The p53 Network

• Published in: The Journal of biological chemistry Vol. 273; no. 1; pp. 1 - 4
• Main Authors: Agarwal, Munna L., Taylor, William R., Chernov, Michail V., Chernova, Olga B., Stark, George R.
• Format: Journal Article
• Language: English
• Published: United States Elsevier Inc 02.01.1998
• Subjects: Apoptosis - physiology; Cell Cycle - physiology; Genome, Human; Humans; Signal Transduction; Tumor Suppressor Protein p53 - genetics; Tumor Suppressor Protein p53 - metabolism; Tumor Suppressor Protein p53 - physiology
• ISSN: 0021-9258; 1083-351X
• DOI: 10.1074/jbc.273.1.1

Loss of control of genomic stability is central in the development of cancer, and p53, by regulating normal responses to DNA damage and other forms of genotoxic stress, is a key element in maintaining genomic stability.
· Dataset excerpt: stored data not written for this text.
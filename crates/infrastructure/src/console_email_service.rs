//! Console email service for development. Logs emails to tracing output.

use async_trait::async_trait;
use enermina_application::EmailService;
use enermina_core::AppResult;
use tracing::info;

/// Development email service that logs emails to the console.
#[derive(Clone)]
pub struct ConsoleEmailService;

impl ConsoleEmailService {
    /// Creates a new console email service.
    #[must_use]
    pub fn new() -> Self {
        Self
    }
}

impl Default for ConsoleEmailService {
    fn default() -> Self {
        Self::new()
    }
}

#[async_trait]
impl EmailService for ConsoleEmailService {
    async fn send_email(
        &self,
        to: &str,
        reply_to: Option<&str>,
        subject: &str,
        text_body: &str,
        _html_body: Option<&str>,
    ) -> AppResult<()> {
        let reply_to = reply_to.unwrap_or("-");
        info!(
            to = to,
            reply_to = reply_to,
            subject = subject,
            "--- EMAIL (console) ---\nTo: {}\nReply-To: {}\nSubject: {}\n\n{}\n--- END EMAIL ---",
            to,
            reply_to,
            subject,
            text_body
        );

        Ok(())
    }
}
use enermina_application::{MutationReceipt, PostConfirmationInput, SupportContactInput};
use serde::{Deserialize, Serialize};
use serde_json::Value;
use ts_rs::TS;

/// Incoming group membership change.
#[derive(Debug, Deserialize, TS)]
#[serde(rename_all = "camelCase")]
#[ts(
    export,
    export_to = "../../../../packages/api-types/src/generated/add-user-to-group-request.ts"
)]
pub struct AddUserToGroupRequest {
    pub auth_id: String,
    pub group_name: String,
}

/// Incoming identity provisioning request.
#[derive(Debug, Deserialize, TS)]
#[ts(
    export,
    export_to = "../../../../packages/api-types/src/generated/admin-create-user-request.ts"
)]
pub struct AdminCreateUserRequest {
    pub email: String,
    pub password: String,
}

/// Incoming search document upsert.
#[derive(Debug, Deserialize, TS)]
#[serde(rename_all = "camelCase")]
#[ts(
    export,
    export_to = "../../../../packages/api-types/src/generated/searchable-record-request.ts"
)]
pub struct SearchableRecordRequest {
    pub index_name: String,
    #[serde(rename = "objectID")]
    pub object_id: String,
    #[ts(type = "Record<string, unknown>")]
    pub body: Value,
}

/// Incoming search document removal.
#[derive(Debug, Deserialize, TS)]
#[serde(rename_all = "camelCase")]
#[ts(
    export,
    export_to = "../../../../packages/api-types/src/generated/delete-searchable-record-request.ts"
)]
pub struct DeleteSearchableRecordRequest {
    pub index_name: String,
    #[serde(rename = "objectID")]
    pub object_id: String,
}

/// Incoming realtime token request.
#[derive(Debug, Deserialize, TS)]
#[serde(rename_all = "camelCase")]
#[ts(
    export,
    export_to = "../../../../packages/api-types/src/generated/create-stream-token-request.ts"
)]
pub struct CreateStreamTokenRequest {
    pub user_id: String,
}

/// Incoming support contact form.
#[derive(Debug, Deserialize, TS)]
#[ts(
    export,
    export_to = "../../../../packages/api-types/src/generated/support-contact-request.ts"
)]
pub struct SupportContactRequest {
    pub name: String,
    pub email: String,
    pub phone: Option<String>,
    pub reason: String,
    pub subject: Option<String>,
    pub message: String,
}

/// Sign-up confirmation forwarded by the identity provider.
#[derive(Debug, Deserialize, TS)]
#[serde(rename_all = "camelCase")]
#[ts(
    export,
    export_to = "../../../../packages/api-types/src/generated/post-confirmation-request.ts"
)]
pub struct PostConfirmationRequest {
    pub auth_id: String,
    pub email: String,
    pub name: Option<String>,
}

/// Result payload of every gateway mutation.
#[derive(Debug, Serialize, TS)]
#[ts(
    export,
    export_to = "../../../../packages/api-types/src/generated/mutation-response.ts"
)]
pub struct MutationResponse {
    pub content: String,
}

impl From<SupportContactRequest> for SupportContactInput {
    fn from(value: SupportContactRequest) -> Self {
        Self {
            name: value.name,
            email: value.email,
            phone: value.phone,
            reason: value.reason,
            subject: value.subject,
            message: value.message,
        }
    }
}

impl From<PostConfirmationRequest> for PostConfirmationInput {
    fn from(value: PostConfirmationRequest) -> Self {
        Self {
            auth_id: value.auth_id,
            email: value.email,
            name: value.name,
        }
    }
}

impl From<MutationReceipt> for MutationResponse {
    fn from(value: MutationReceipt) -> Self {
        Self {
            content: value.content,
        }
    }
}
Thus, it is no surprise that functional p53 is lost in about half of all human cancers. What about the other half? One possibility is that p53-independent regulatory mechanisms have been lost. Another is that inactivation of p53-dependent pathways can occur at any of several different points and that p53 itself is merely the most common target. For example, the p53 inhibitor Mdm2 is overexpressed in tumors independently of the p53 mutation. Here, we review pathways that signal in to p53, in response to different forms of stress, and pathways that signal out, triggered by activated p53. It is clear that p53 is the central component of a complex network of signaling pathways and that the other components of these pathways pose alternative targets for inactivation.